As fashion brands and retailers respond to a changing consumer shopping environment, the role of physical stores is rapidly evolving. Brands are rethinking formats, inventory and in-store technologies to adapt to these changes.
For fashion footwear retailer M. Gemi, the secret sauce is a combination of offering high-quality products at a value-driven price point served by attentive sales associates in a well-designed store — and a traveling pop-up store and truck that serves Italian-style gelato.
M. Gemi was founded in 2015. Last year it opened a store in SoHo and later opened one in Boston selling men’s and women’s shoes that are handmade in Italy. The retailer sources products directly from small, family-owned factories. There’s no middle man, which allows for more accessible price points. Prices range from about $200 to $400, and each week new offerings are showcased online and in stores.
Last week, mobile commerce platform provider PredictSpring presented a fireside chat with Lesley Mottla, senior vice president of product and customer experience at M. Gemi, and moderated by Andrea Wasserman, a retail and technology marketer, at the brand’s SoHo store to discuss the “store of the future.” M. Gemi partnered with PredictSpring on an in-store POS system that helps sales associates improve interactions with shoppers.
After an introduction by Nitin Mangtani, founder and chief executive officer of PredictSpring, Wasserman and Mottla engaged in a half-hour discussion on how the brand differentiates itself in the market and how it is using technology to create a better shopping experience.
“M. Gemi was launched in 2015 and we were inspired by Italian craftsmanship and the beauty of artisan craftsmanship of handmade Italian shoes,” Mottla explained. “That was kind of our passion and inspiration with the business.

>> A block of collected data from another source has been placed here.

impl FitObjective<'_> {
    fn apply(&mut self, x: &[f64]) {
        for (handle, &value) in self.handles.iter().zip(x) {
            let set = &mut self.propagator.parameter_sets_mut()[handle.set];
            match handle.index {
                FitIndex::Original(par) => {
                    let value = if self.normalized {
                        set.parameters()[par].denormalize(value)
                    } else {
                        value
                    };
                    set.parameters_mut()[par].set_value(value);
                }
                FitIndex::Eigen(coeff) => {
                    let value = if self.normalized {
                        value * set.eigen_sigma(coeff)
                    } else {
                        value
                    };
                    set.set_eigen_coefficient(coeff, value);
                }
            }
        }
    }

    fn read(&self) -> Vec<f64> {
        self.handles
            .iter()
            .map(|handle| {
                let set = &self.propagator.parameter_sets()[handle.set];
                match handle.index {
                    FitIndex::Original(par) => {
                        let parameter = &set.parameters()[par];
                        if self.normalized {
                            parameter.normalize(parameter.value())
                        } else {
                            parameter.value()
                        }
                    }
                    FitIndex::Eigen(coeff) => {
                        let value = set.eigen_coefficient(coeff);
                        if self.normalized {
                            value / set.eigen_sigma(coeff)
                        } else {
                            value
                        }
                    }
                }
            })
            .collect()
    }

    fn eval(&mut self, x: &[f64]) -> Result<f64, Error> {
        if self.calls >= self.max_calls {
            // budget exhaustion is handled by the outer loops; steer the
            // line searches out with an infinite value
            return Ok(f64::INFINITY);
        }
        self.calls += 1;

        self.apply(x);
        match self
            .likelihood
            .propagate_and_eval(self.propagator, self.runtime)
        {
            Ok(total) => Ok(total),
            Err(Error::Math(err)) => {
                if self.throw_on_bad_llh {
                    warn!("aborting on bad likelihood: {err}");
                    Err(MinimizerError::BadLikelihood {
                        value: f64::NAN,
                        call: self.calls,
                    }
                    .into())
                } else {
                    warn!("bad likelihood at call {}: {err}", self.calls);
                    Ok(f64::INFINITY)
                }
            }
            Err(err) => Err(err),
        }
    }

    fn step_sizes(&self, scaling: f64) -> Vec<f64> {
        self.handles
            .iter()
            .map(|handle| {
                let set = &self.propagator.parameter_sets()[handle.set];
                match handle.index {
                    FitIndex::Original(par) => {
                        let parameter = &set.parameters()[par];
                        if self.normalized {
                            scaling * parameter.step() / parameter.sigma()
                        } else {
                            scaling * parameter.step()
                        }
                    }
                    // unit prior width in normalized space
                    FitIndex::Eigen(coeff) => {
                        if self.normalized {
                            scaling * 0.1
                        } else {
                            scaling * 0.1 * set.eigen_sigma(coeff)
                        }
                    }
                }
            })
            .collect()
    }

    fn bounds(&self) -> Vec<(Option<f64>, Option<f64>)> {
        self.handles
            .iter()
            .map(|handle| {
                let set = &self.propagator.parameter_sets()[handle.set];
                match handle.index {
                    FitIndex::Original(par) => {
                        let parameter = &set.parameters()[par];
                        let map = |value: f64| {
                            if self.normalized {
                                parameter.normalize(value)
                            } else {
                                value
                            }
                        };
                        (parameter.min().map(map), parameter.max().map(map))
                    }
                    FitIndex::Eigen(_) => (None, None),
                }
            })
            .collect()
    }
}

fn clamp_into(x: &mut [f64], bounds: &[(Option<f64>, Option<f64>)]) {
    for (value, (min, max)) in x.iter_mut().zip(bounds) {
        if let Some(min) = min {
            *value = value.max(*min);
        }
        if let Some(max) = max {
            *value = value.min(*max);
        }
    }
}

fn gradient(
    objective: &mut FitObjective<'_>,
    x: &[f64],
    steps: &[f64],
) -> Result<DVector<f64>, Error> {
    let mut grad = DVector::zeros(x.len());
    let mut probe = x.to_vec();

    for index in 0..x.len() {
        let h = (steps[index].abs() * 0.01).max(1e-7);
        probe[index] = x[index] + h;
        let up = objective.eval(&probe)?;
        probe[index] = x[index] - h;
        let down = objective.eval(&probe)?;
        probe[index] = x[index];
        grad[index] = (up - down) / (2.0 * h);
    }

    Ok(grad)
}

fn hessian(
    objective: &mut FitObjective<'_>,
    x: &[f64],
    steps: &[f64],
) -> Result<DMatrix<f64>, Error> {
    let n = x.len();
    let center = objective.eval(x)?;
    let mut matrix = DMatrix::zeros(n, n);
    let h: Vec<f64> = steps.iter().map(|step| (step.abs() * 0.1).max(1e-5)).collect();
    let mut probe = x.to_vec();

    for i in 0..n {
        probe[i] = x[i] + h[i];
        let up = objective.eval(&probe)?;
        probe[i] = x[i] - h[i];
        let down = objective.eval(&probe)?;
        probe[i] = x[i];
        matrix[(i, i)] = (up - 2.0 * center + down) / (h[i] * h[i]);
    }

    for i in 0..n {
        for j in i + 1..n {
            probe[i] = x[i] + h[i];
            probe[j] = x[j] + h[j];
            let pp = objective.eval(&probe)?;
            probe[j] = x[j] - h[j];
            let pm = objective.eval(&probe)?;
            probe[i] = x[i] - h[i];
            let mm = objective.eval(&probe)?;
            probe[j] = x[j] + h[j];
            let mp = objective.eval(&probe)?;
            probe[i] = x[i];
            probe[j] = x[j];

            let value = (pp - pm - mp + mm) / (4.0 * h[i] * h[j]);
            matrix[(i, j)] = value;
            matrix[(j, i)] = value;
        }
    }

    Ok(matrix)
}
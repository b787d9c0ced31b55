//! Module containing the statistical likelihood kernels.
//!
//! Kernels are pure functions of the current MC histogram, the data
//! histogram and the per-bin MC statistical variance; they share no state.
//! All of them follow the `-2 ln L` convention, so a perfect prediction
//! scores zero for the kernels that vanish at `mu = n`.

use crate::error::MathError;
use crate::sample::Sample;
use enum_dispatch::enum_dispatch;

/// Trait each statistical kernel must implement.
#[enum_dispatch]
pub trait JointProbability {
    /// Contribution of one bin given the prediction `mc`, the observation
    /// `data` and the MC statistical variance `mc_var`.
    ///
    /// # Errors
    ///
    /// Returns [`MathError::InvalidLikelihood`] for impossible bin
    /// configurations (e.g. a vanishing prediction against observed
    /// events).
    fn eval_bin(
        &self,
        mc: f64,
        data: f64,
        mc_var: f64,
        sample: &str,
        bin: usize,
    ) -> Result<f64, MathError>;
}

/// Enum which lists all statistical kernels.
#[enum_dispatch(JointProbability)]
#[derive(Clone, Debug)]
pub enum JointProbabilityEnum {
    /// Binned Poisson likelihood.
    PoissonLlh,
    /// Approximate Neyman chi-square.
    Chi2,
    /// Plain least squares, for debugging.
    LeastSquares,
    /// Barlow-Beeston likelihood with per-bin MC statistical nuisances.
    BarlowLlh,
    /// Barlow-Beeston in the BANFF OA2020 convention.
    BarlowLlhBanff2020,
    /// Barlow-Beeston in the BANFF OA2021 convention.
    BarlowLlhBanff2021,
}

impl JointProbabilityEnum {
    /// Sums the kernel over the bins of `sample`.
    ///
    /// # Errors
    ///
    /// Returns [`MathError::MissingData`] when no data histogram is bound,
    /// or the first bin error.
    pub fn eval_sample(&self, sample: &Sample) -> Result<f64, MathError> {
        let data = sample.data().ok_or_else(|| MathError::MissingData {
            sample: sample.name().to_owned(),
        })?;
        let mc = sample.histogram().content();
        let mc_var = sample.histogram().error2();

        let mut total = 0.0;
        for bin in 0..sample.binning().len() {
            total += self.eval_bin(mc[bin], data[bin], mc_var[bin], sample.name(), bin)?;
        }
        Ok(total)
    }
}

fn invalid(sample: &str, bin: usize, mc: f64, data: f64) -> MathError {
    MathError::InvalidLikelihood {
        sample: sample.to_owned(),
        bin,
        mc,
        data,
    }
}

// 2 * [mu - n + n ln(n / mu)], with n ln(n / mu) = 0 at n = 0
fn poisson_term(mc: f64, data: f64, sample: &str, bin: usize) -> Result<f64, MathError> {
    if data == 0.0 {
        return Ok(2.0 * mc);
    }
    if mc <= 0.0 {
        return Err(invalid(sample, bin, mc, data));
    }
    Ok(2.0 * (data.mul_add((data / mc).ln(), mc - data)))
}

/// Binned Poisson likelihood, `2 sum_b [mu_b - n_b + n_b ln(n_b / mu_b)]`.
#[derive(Clone, Copy, Debug, Default)]
pub struct PoissonLlh;

impl JointProbability for PoissonLlh {
    fn eval_bin(
        &self,
        mc: f64,
        data: f64,
        _mc_var: f64,
        sample: &str,
        bin: usize,
    ) -> Result<f64, MathError> {
        poisson_term(mc, data, sample, bin)
    }
}

/// Approximate chi-square, `sum_b (n_b - mu_b)^2 / mu_b`.
#[derive(Clone, Copy, Debug, Default)]
pub struct Chi2;

impl JointProbability for Chi2 {
    fn eval_bin(
        &self,
        mc: f64,
        data: f64,
        _mc_var: f64,
        sample: &str,
        bin: usize,
    ) -> Result<f64, MathError> {
        if mc <= 0.0 {
            if data == 0.0 {
                return Ok(0.0);
            }
            return Err(invalid(sample, bin, mc, data));
        }
        Ok((data - mc).powi(2) / mc)
    }
}

/// Least squares, `sum_b (n_b - mu_b)^2`.
///
/// Not a real likelihood, but numerically tame, which makes it useful for
/// debugging. The Poissonian approximation divides by the observed count.
#[derive(Clone, Copy, Debug, Default)]
pub struct LeastSquares {
    /// Use the observed count as the bin variance.
    pub poissonian_approximation: bool,
}

impl JointProbability for LeastSquares {
    fn eval_bin(
        &self,
        mc: f64,
        data: f64,
        _mc_var: f64,
        _sample: &str,
        _bin: usize,
    ) -> Result<f64, MathError> {
        let squared = (data - mc).powi(2);
        if self.poissonian_approximation && data > 0.0 {
            return Ok(squared / data);
        }
        Ok(squared)
    }
}

// Scaling nuisance absorbing the MC statistical uncertainty of one bin:
// the positive root of beta^2 + (mu rel_var - 1) beta - n rel_var = 0.
fn barlow_beta(mc: f64, data: f64, rel_var: f64) -> f64 {
    let b = mc.mul_add(rel_var, -1.0);
    let discriminant = b.mul_add(b, 4.0 * data * rel_var);
    0.5 * (discriminant.sqrt() - b)
}

/// Barlow-Beeston likelihood: a per-bin nuisance `beta_b` absorbs the MC
/// statistical uncertainty, profiled analytically from the per-bin
/// quadratic.
#[derive(Clone, Copy, Debug, Default)]
pub struct BarlowLlh;

impl JointProbability for BarlowLlh {
    fn eval_bin(
        &self,
        mc: f64,
        data: f64,
        mc_var: f64,
        sample: &str,
        bin: usize,
    ) -> Result<f64, MathError> {
        if mc <= 0.0 || mc_var <= 0.0 {
            return poisson_term(mc, data, sample, bin);
        }

        let rel_var = mc_var / (mc * mc);
        let beta = barlow_beta(mc, data, rel_var);
        let scaled = mc * beta;

        Ok(poisson_term(scaled, data, sample, bin)? + (beta - 1.0).powi(2) / rel_var)
    }
}

/// Barlow-Beeston in the BANFF OA2020 convention.
#[derive(Clone, Copy, Debug, Default)]
pub struct BarlowLlhBanff2020;

impl JointProbability for BarlowLlhBanff2020 {
    fn eval_bin(
        &self,
        mc: f64,
        data: f64,
        mc_var: f64,
        sample: &str,
        bin: usize,
    ) -> Result<f64, MathError> {
        if mc <= 0.0 || mc_var <= 0.0 {
            return poisson_term(mc, data, sample, bin);
        }

        // fractional^2 is the relative variance of the prediction
        let fractional2 = mc_var / (mc * mc);
        let beta = barlow_beta(mc, data, fractional2);
        let scaled = mc * beta;

        Ok(poisson_term(scaled, data, sample, bin)? + (beta - 1.0).powi(2) / fractional2)
    }
}

/// Barlow-Beeston in the BANFF OA2021 convention, with its switchable
/// edge-case handling.
#[derive(Clone, Copy, Debug, Default)]
pub struct BarlowLlhBanff2021 {
    /// Accept bins with a vanishing prediction when the data also
    /// vanishes.
    pub allow_zero_mc_when_zero_data: bool,
    /// Skip the Barlow-Beeston scaling and use the plain Poisson
    /// likelihood.
    pub use_poisson_likelihood: bool,
    /// Keep the prediction unscaled in the statistical term; the nuisance
    /// only enters through its penalty.
    pub bb_no_update_weights: bool,
}

impl JointProbability for BarlowLlhBanff2021 {
    fn eval_bin(
        &self,
        mc: f64,
        data: f64,
        mc_var: f64,
        sample: &str,
        bin: usize,
    ) -> Result<f64, MathError> {
        if mc <= 0.0 {
            if data == 0.0 && self.allow_zero_mc_when_zero_data {
                return Ok(0.0);
            }
            return Err(invalid(sample, bin, mc, data));
        }

        if self.use_poisson_likelihood || mc_var <= 0.0 {
            return poisson_term(mc, data, sample, bin);
        }

        let fractional2 = mc_var / (mc * mc);
        let beta = barlow_beta(mc, data, fractional2);
        let scaled = if self.bb_no_update_weights { mc } else { mc * beta };

        Ok(poisson_term(scaled, data, sample, bin)? + (beta - 1.0).powi(2) / fractional2)
    }
}

#[cfg(test)]
mod test {
    use super::*;
    use float_cmp::assert_approx_eq;

    #[test]
    fn poisson_vanishes_at_the_data() {
        let kernel = PoissonLlh;

        assert_approx_eq!(f64, kernel.eval_bin(100.0, 100.0, 0.0, "s", 0).unwrap(), 0.0);
        assert_approx_eq!(f64, kernel.eval_bin(5.0, 0.0, 0.0, "s", 0).unwrap(), 10.0);
    }

    #[test]
    fn poisson_matches_the_reference_point() {
        // 2 * (110 - 100 + 100 ln(100/110))
        let value = PoissonLlh.eval_bin(110.0, 100.0, 0.0, "s", 0).unwrap();

        assert_approx_eq!(f64, value, 0.9531017980, epsilon = 1e-9);
    }

    #[test]
    fn poisson_rejects_zero_prediction_with_data() {
        let result = PoissonLlh.eval_bin(0.0, 3.0, 0.0, "nue", 7);

        assert!(matches!(
            result,
            Err(MathError::InvalidLikelihood { bin: 7, .. })
        ));
    }

    #[test]
    fn chi2_is_the_scaled_residual() {
        assert_approx_eq!(f64, Chi2.eval_bin(100.0, 110.0, 0.0, "s", 0).unwrap(), 1.0);
        assert_approx_eq!(f64, Chi2.eval_bin(0.0, 0.0, 0.0, "s", 0).unwrap(), 0.0);
    }

    #[test]
    fn least_squares_with_poisson_variance() {
        let plain = LeastSquares {
            poissonian_approximation: false,
        };
        let poissonian = LeastSquares {
            poissonian_approximation: true,
        };

        assert_approx_eq!(f64, plain.eval_bin(90.0, 100.0, 0.0, "s", 0).unwrap(), 100.0);
        assert_approx_eq!(
            f64,
            poissonian.eval_bin(90.0, 100.0, 0.0, "s", 0).unwrap(),
            1.0
        );
    }

    #[test]
    fn barlow_beeston_reduces_to_poisson_without_mc_variance() {
        let poisson = PoissonLlh.eval_bin(95.0, 100.0, 0.0, "s", 0).unwrap();
        let banff = BarlowLlhBanff2021 {
            allow_zero_mc_when_zero_data: true,
            ..Default::default()
        };

        assert_approx_eq!(
            f64,
            BarlowLlh.eval_bin(95.0, 100.0, 0.0, "s", 0).unwrap(),
            poisson,
            epsilon = 1e-12
        );
        assert_approx_eq!(
            f64,
            banff.eval_bin(95.0, 100.0, 0.0, "s", 0).unwrap(),
            poisson,
            epsilon = 1e-12
        );
    }

    #[test]
    fn barlow_beeston_relaxes_the_poisson_tension() {
        // with MC statistical uncertainty the same deficit costs less
        let poisson = PoissonLlh.eval_bin(90.0, 100.0, 0.0, "s", 0).unwrap();
        let barlow = BarlowLlh.eval_bin(90.0, 100.0, 25.0, "s", 0).unwrap();

        assert!(barlow < poisson);
        assert!(barlow > 0.0);
    }

    #[test]
    fn banff_2021_zero_mc_handling() {
        let strict = BarlowLlhBanff2021::default();
        let lenient = BarlowLlhBanff2021 {
            allow_zero_mc_when_zero_data: true,
            ..Default::default()
        };

        assert!(strict.eval_bin(0.0, 0.0, 0.0, "s", 0).is_err());
        assert_approx_eq!(f64, lenient.eval_bin(0.0, 0.0, 0.0, "s", 0).unwrap(), 0.0);
        assert!(lenient.eval_bin(0.0, 5.0, 0.0, "s", 0).is_err());
    }

    #[test]
    fn banff_2021_flags_change_the_scaling() {
        let default = BarlowLlhBanff2021::default();
        let poisson_mode = BarlowLlhBanff2021 {
            use_poisson_likelihood: true,
            ..Default::default()
        };
        let no_update = BarlowLlhBanff2021 {
            bb_no_update_weights: true,
            ..Default::default()
        };

        let with_update = default.eval_bin(90.0, 100.0, 25.0, "s", 0).unwrap();
        let plain = poisson_mode.eval_bin(90.0, 100.0, 25.0, "s", 0).unwrap();
        let frozen = no_update.eval_bin(90.0, 100.0, 25.0, "s", 0).unwrap();

        assert_approx_eq!(
            f64,
            plain,
            PoissonLlh.eval_bin(90.0, 100.0, 0.0, "s", 0).unwrap(),
            epsilon = 1e-12
        );
        assert!(with_update < frozen);
    }
}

Basically, what we wanted to do was bring those shoes to life in kind of the old way, which is showing the artisanship and craftsmanship, but selling it in a very new kind of way.”
That “new way” means doing shoe releases each Monday in new styles in an “affordable way.”
“So, versus traditional retail, you might get an M. Gemi shoe for $200 dollars where another luxury brand would be two or three times that amount,” Mottla said. In regard to the price points, buying direct facilitates better costs. “We’re working with artisans throughout Italy, and have relationships directly with them. And because we have a direct relationship with those craftsman there’s no middle man or any other intermediaries in the process, so we’re really able to control all the pricing and offer something that’s typically, like I said, a third less than other retailers. But the quality is the same. It’s all the same materials.”
Mottla said the brand is “very passionate about the customer experience and figuring out what drives our customers and what they’re interested in.” She said the company spends a “lot of time talking to customers, understanding styles, things that they choose.” When asked about the physical store environment and the M. Gemi vintage truck that toured the country this past summer selling shoes and serving gelato, Mottla noted that the brand launched online first, but the stores “are a place to bring the brand to life.”
“People still love and learn a lot by seeing and touching and feeling, and obviously trying on our shoes,” she explained. “So, we can really use it to bring the brand to life and introduce people to the brand.”
A “high-touch” level of service is also key, she said adding that the brand uses technology “to collect information about that interaction,” Mottla said. “So, if you’re coming here and you try on 10 different styles, what we want to do is make sure we’re recording that in a very casual kind of way, but then that information carries with you for the next time you go online and you purchase.”
Gather data and insights is used to “really understand what fit is best for you, what size is best for you,” Mottla said. “We’re starting to understand the styles that are great for you as well.” She also noted that experiences in stores drives sales online. And vice versa.
“We built the company on data and having a really good data foundation,” Mottla added. “The tools that we use, all the technology that we use, also accommodates that. We’re collecting that information back to our workshops in Italy, and using it also to help us predict. The shoes are made in small quantities because we have releases every Monday. Obviously, we’re only making 200 or 300 pairs. It’s small batches all the time. So we’re using data to really kind of understand what we should make to meet the demand.”
With customer engagement, Mottla said the starting point is online first. And with the use of PredictSpring in the store, the goal is to further engage shoppers by making it easy for the sales associate to interact with them. Since the store has a relatively low inventory level, the use of the PredictSpring platform creates an “endless aisle,” Mangtani said.